JBC defers vote on Chief Justice short list anewBy Jerome Aning
Philippine Daily Inquirer
MANILA, Philippines—The Judicial and Bar Council (JBC) has rescheduled for Monday its final voting for nominees to the Chief Justice post after it failed to reach a consensus on Friday on a proposal to suspend the rules for disqualification in favor of three nominees, including Justice Secretary Leila de Lima.
Iloilo Rep. Niel Tupas, the JBC member representing the Congress, said the body was unable to vote on whether to suspend the rules on the disqualification of candidates who have pending regular or administrative cases.
The council, Tupas added, also failed to reach a consensus on whether the issues affecting the disqualified candidates involved a question of integrity, which may be resolved only by a unanimous vote in accordance with the JBC’s rules.
The voting was reset for 11 a.m. on Monday, after the pending issues are threshed out, he said.
Tupas said it was also decided that this would be that last postponement considering that the deadline for President Aquino to appoint the next Chief Justice is Aug. 27.
Friday’s meeting tackled four issues: who of the candidates have pending cases, who are disqualified under the rules, what is the decision of the council regarding those disqualified, and if the issues affecting those disqualified pertained to the candidates’ integrity.
The council members agreed that three of the aspirants—Justice Secretary Leila de Lima, Solicitor General Francis Jardeleza, and Securities and Exchange Commission Chair Teresita Herbosa—have pending cases and were therefore disqualified under the JBC’s rules.
“Yes, under the JBC rules, they are disqualified.
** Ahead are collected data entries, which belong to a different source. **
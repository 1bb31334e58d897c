//! Configuration for a full analysis run.
//!
//! Every knob that used to be a buried default (file paths, seeds, cluster
//! counts) lives here and is passed explicitly. All structs deserialize from
//! JSON with missing fields falling back to [`Default`].

use crate::cluster::Linkage;
use crate::error::{Error, Result};
use crate::load::GraphSource;
use serde::{Deserialize, Serialize};
use std::path::{Path, PathBuf};

/// Where the graph and its metadata come from.
#[derive(Debug, Clone, PartialEq, Serialize, Deserialize)]
#[serde(default)]
pub struct LoadConfig {
    /// Graph source.
    pub source: GraphSource,
    /// Edge list read when `source` is [`GraphSource::Edgelist`].
    pub edgelist_path: PathBuf,
    /// Optional JSON metadata file.
    pub metadata_path: PathBuf,
}

impl Default for LoadConfig {
    fn default() -> Self {
        Self {
            source: GraphSource::Builtin,
            edgelist_path: PathBuf::from("data/karate.edgelist"),
            metadata_path: PathBuf::from("data/metadata.json"),
        }
    }
}

/// Community detection settings.
#[derive(Debug, Clone, PartialEq, Serialize, Deserialize)]
#[serde(default)]
pub struct CommunityConfig {
    /// Target community count for Girvan-Newman.
    pub num_communities: usize,
    /// Louvain resolution.
    pub resolution: f64,
}

impl Default for CommunityConfig {
    fn default() -> Self {
        Self {
            num_communities: 2,
            resolution: 1.0,
        }
    }
}

/// K-means settings.
#[derive(Debug, Clone, PartialEq, Serialize, Deserialize)]
#[serde(default)]
pub struct KmeansConfig {
    /// Number of clusters.
    pub n_clusters: usize,
    /// Seed for centroid initialisation.
    pub seed: u64,
    /// Independent restarts; the lowest-inertia run wins.
    pub n_init: usize,
    /// Iteration cap per restart.
    pub max_iter: usize,
}

impl Default for KmeansConfig {
    fn default() -> Self {
        Self {
            n_clusters: 2,
            seed: 42,
            n_init: 10,
            max_iter: 300,
        }
    }
}

/// Feature clustering settings.
#[derive(Debug, Clone, PartialEq, Serialize, Deserialize)]
#[serde(default)]
pub struct ClusterConfig {
    /// K-means settings.
    pub kmeans: KmeansConfig,
    /// Cluster count for agglomerative clustering.
    pub hierarchical_clusters: usize,
    /// Linkage for agglomerative clustering.
    pub linkage: Linkage,
    /// Node attribute appended to the feature matrix (categorical, mapped to numbers).
    pub attribute: Option<String>,
}

impl Default for ClusterConfig {
    fn default() -> Self {
        Self {
            kmeans: KmeansConfig::default(),
            hierarchical_clusters: 2,
            linkage: Linkage::Ward,
            attribute: None,
        }
    }
}

/// Settings for [`crate::analysis::run`].
#[derive(Debug, Clone, PartialEq, Serialize, Deserialize)]
#[serde(default)]
pub struct AnalysisConfig {
    /// Input.
    pub load: LoadConfig,
    /// Community detection.
    pub communities: CommunityConfig,
    /// Feature clustering.
    pub clustering: ClusterConfig,
    /// How many top nodes to report per centrality measure.
    pub top_n: usize,
}

impl Default for AnalysisConfig {
    fn default() -> Self {
        Self {
            load: LoadConfig::default(),
            communities: CommunityConfig::default(),
            clustering: ClusterConfig::default(),
            top_n: 5,
        }
    }
}

impl AnalysisConfig {
    /// Read a JSON config file.
    pub fn from_path(path: impl AsRef<Path>) -> Result<Self> {
        let path = path.as_ref();
        if !path.exists() {
            return Err(Error::FileNotFound(path.to_path_buf()));
        }
        let text = std::fs::read_to_string(path)?;
        let config: Self = serde_json::from_str(&text)?;
        config.validate()?;
        Ok(config)
    }

    /// Reject settings no routine can honour.
    pub fn validate(&self) -> Result<()> {
        if self.communities.num_communities == 0 {
            return Err(Error::InvalidArgument {
                name: "num_communities",
                message: "must be >= 1",
            });
        }
        if !self.communities.resolution.is_finite() || self.communities.resolution <= 0.0 {
            return Err(Error::InvalidArgument {
                name: "resolution",
                message: "must be finite and > 0",
            });
        }
        if self.clustering.kmeans.n_clusters == 0 || self.clustering.hierarchical_clusters == 0 {
            return Err(Error::InvalidArgument {
                name: "n_clusters",
                message: "must be >= 1",
            });
        }
        if self.clustering.kmeans.n_init == 0 || self.clustering.kmeans.max_iter == 0 {
            return Err(Error::InvalidArgument {
                name: "kmeans",
                message: "n_init and max_iter must be > 0",
            });
        }
        Ok(())
    }
}

#[cfg(test)]
mod tests {
    use super::*;

    #[test]
    fn defaults_validate() {
        let config = AnalysisConfig::default();
        assert!(config.validate().is_ok());
        assert_eq!(config.communities.num_communities, 2);
        assert_eq!(config.clustering.kmeans.seed, 42);
        assert_eq!(config.clustering.linkage, Linkage::Ward);
    }

    #[test]
    fn partial_json_fills_defaults() {
        let config: AnalysisConfig = serde_json::from_str(
            r#"{ "communities": { "num_communities": 4 }, "load": { "source": "networkx" } }"#,
        )
        .unwrap();
        assert_eq!(config.communities.num_communities, 4);
        assert_eq!(config.communities.resolution, 1.0);
        assert_eq!(config.load.source, GraphSource::Builtin);
        assert_eq!(config.top_n, 5);
    }

    #[test]
    fn zero_communities_rejected() {
        let mut config = AnalysisConfig::default();
        config.communities.num_communities = 0;
        assert!(matches!(
            config.validate(),
            Err(Error::InvalidArgument { name: "num_communities", .. })
        ));
    }
}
We’ve agreed on that,” Tupas said.
De Lima has petitioned the JBC several times asking that she not be disqualified as she claimed the disbarment cases against her were politically motivated.
Tupas said the council also agreed that there was no impediment to the possible nomination of Acting Chief Justice Antonio Carpio as the disbarment case against him was junked by the Supreme Court earlier Friday.
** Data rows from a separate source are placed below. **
//! # karate-club
//!
//! Network analysis of the Zachary Karate Club: centrality measures,
//! community detection (Girvan-Newman with a requested community count,
//! Louvain) and clustering of nodes by their centrality profile.
//!
//! ```rust
//! use karate_club::{detect_communities_by_count, karate_club_graph};
//!
//! let graph = karate_club_graph();
//! let partition = detect_communities_by_count(&graph, 2).unwrap();
//! assert_ne!(partition[&0], partition[&33]);
//! ```
//!
//! The `parallel` feature runs the K-means assignment step on rayon. The
//! default `cli` feature builds the `karate-club` binary.

pub mod analysis;
pub mod attributes;
pub mod centrality;
pub mod cluster;
pub mod community;
pub mod config;
/// Error types used across the crate.
pub mod error;
pub mod graph;
pub mod load;
pub mod metrics;

pub use analysis::{run, AnalysisReport};
pub use centrality::{
    betweenness_centrality, closeness_centrality, compute_all_centralities, degree_centrality,
    CentralityTable,
};
pub use cluster::{Clustering, HierarchicalClustering, Kmeans, Linkage};
pub use community::{
    detect_communities_by_count, louvain_communities, modularity, CommunityDetection,
    GirvanNewman, Louvain, PartitionBuilder,
};
pub use config::AnalysisConfig;
pub use error::{Error, Result};
pub use graph::{ClubGraph, Member, NodeId, Partition, Scores};
pub use load::{karate_club_graph, load_graph, GraphSource};
pub use metrics::{ari, nmi};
It was the issue of whether to suspend the rules on disqualification in the case of the three nominees—De Lima, Jardeleza and Herbosa that a consensus could not be arrived at.
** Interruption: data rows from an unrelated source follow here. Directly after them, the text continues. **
use std::io::Write;
use std::path::PathBuf;

use clap::Parser;
use env_logger::{Builder, Env};
use karate_club::analysis::run_from_config;
use karate_club::{AnalysisConfig, GraphSource};

/// Analyse the Zachary Karate Club network.
#[derive(Debug, Parser)]
#[command(name = "karate-club", version, about)]
struct Args {
    /// JSON configuration file.
    #[arg(short, long)]
    config: Option<PathBuf>,

    /// Graph source: `builtin` (alias `networkx`) or `edgelist`.
    #[arg(short, long)]
    source: Option<GraphSource>,

    /// Edge list path, used with `--source edgelist`.
    #[arg(short, long)]
    edgelist: Option<PathBuf>,

    /// Number of Girvan-Newman communities.
    #[arg(long)]
    communities: Option<usize>,

    /// Number of K-means and hierarchical clusters.
    #[arg(long)]
    clusters: Option<usize>,

    /// Top nodes listed per centrality measure.
    #[arg(long)]
    top: Option<usize>,

    /// Print the full report as JSON.
    #[arg(long)]
    json: bool,
}

impl Args {
    fn into_config(self) -> karate_club::Result<(AnalysisConfig, bool)> {
        let mut config = match &self.config {
            Some(path) => AnalysisConfig::from_path(path)?,
            None => AnalysisConfig::default(),
        };
        if let Some(source) = self.source {
            config.load.source = source;
        }
        if let Some(path) = self.edgelist {
            config.load.edgelist_path = path;
        }
        if let Some(n) = self.communities {
            config.communities.num_communities = n;
        }
        if let Some(k) = self.clusters {
            config.clustering.kmeans.n_clusters = k;
            config.clustering.hierarchical_clusters = k;
        }
        if let Some(n) = self.top {
            config.top_n = n;
        }
        Ok((config, self.json))
    }
}

fn init_logger() {
    Builder::from_env(Env::default().default_filter_or("info"))
        .format(|buf, record| {
            writeln!(
                buf,
                "{} [{:<5}] {} - {}",
                buf.timestamp_millis(),
                record.level(),
                record.target(),
                record.args()
            )
        })
        .target(env_logger::Target::Stderr)
        .init();
}

fn main() -> Result<(), Box<dyn std::error::Error>> {
    init_logger();

    let (config, json) = Args::parse().into_config()?;
    let report = run_from_config(&config)?;

    if json {
        println!("{}", serde_json::to_string_pretty(&report)?);
    } else {
        print!("{report}");
    }
    Ok(())
}

#[cfg(test)]
mod tests {
    use super::*;
    use karate_club::Error;

    #[test]
    fn flags_override_config_file() {
        let dir = tempfile::tempdir().unwrap();
        let path = dir.path().join("config.json");
        std::fs::write(
            &path,
            r#"{
                "communities": {"num_communities": 4},
                "clustering": {"kmeans": {"seed": 7}},
                "top_n": 7
            }"#,
        )
        .unwrap();

        let args = Args::try_parse_from([
            "karate-club",
            "--config",
            path.to_str().unwrap(),
            "--communities",
            "3",
            "--top",
            "2",
            "--source",
            "edgelist",
            "--edgelist",
            "graphs/ring.edgelist",
            "--json",
        ])
        .unwrap();
        let (config, json) = args.into_config().unwrap();

        assert!(json);
        assert_eq!(config.communities.num_communities, 3);
        assert_eq!(config.top_n, 2);
        assert_eq!(config.load.source, GraphSource::Edgelist);
        assert_eq!(config.load.edgelist_path, PathBuf::from("graphs/ring.edgelist"));
        // untouched by flags, so the file wins over the default
        assert_eq!(config.clustering.kmeans.seed, 7);
    }

    #[test]
    fn clusters_flag_sets_both_counts() {
        let args = Args::try_parse_from(["karate-club", "--clusters", "3"]).unwrap();
        let (config, json) = args.into_config().unwrap();

        assert!(!json);
        assert_eq!(config.clustering.kmeans.n_clusters, 3);
        assert_eq!(config.clustering.hierarchical_clusters, 3);
        assert_eq!(config.communities.num_communities, 2);
        assert_eq!(config.load.source, GraphSource::Builtin);
    }

    #[test]
    fn zero_communities_rejected_at_run() {
        let args = Args::try_parse_from(["karate-club", "--communities", "0"]).unwrap();
        let (config, _) = args.into_config().unwrap();
        assert!(matches!(
            run_from_config(&config),
            Err(Error::InvalidArgument { name: "num_communities", .. })
        ));
    }

    #[test]
    fn unknown_source_rejected_by_parser() {
        assert!(Args::try_parse_from(["karate-club", "--source", "csv"]).is_err());
        let args = Args::try_parse_from(["karate-club", "--source", "networkx"]).unwrap();
        assert_eq!(args.source, Some(GraphSource::Builtin));
    }

    #[test]
    fn missing_config_file_is_an_error() {
        let args =
            Args::try_parse_from(["karate-club", "--config", "/definitely/not/here.json"]).unwrap();
        assert!(matches!(args.into_config(), Err(Error::FileNotFound(_))));
    }
}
He said the JBC member “from the executive [branch]”—referring to Michael Frederick Musngi of the Office of Special Concerns of the the Office of the President—had proposed to suspend the rules on disqualification, which Tupas seconded.
However, there were objections from other members, hence the failure to reach a consensus. The proposal remained on the table at the end of the meeting, Tupas said.
One JBC member, whom Tupas declined to name, objected to the proposal to suspend the disqualification rule and asked whether the pending complaints against those disqualified involved questions of the candidates’ integrity.
“This was where we argued. There was no consensus. We moved for a break. There was a long break. Despite that, there was [still] no consensus. I moved that since there was no consensus, those issues should be tackled in the next meeting. We decided it was time to reset these issue to Monday,” Tupas said.
Under the JBC rules, a candidate whose integrity is challenged must obtain the vote of all members for the favorable consideration of his or her nomination.
The vote has to be unanimous so if just one member raises a question of integrity, the motion to suspend the rules would be defeated.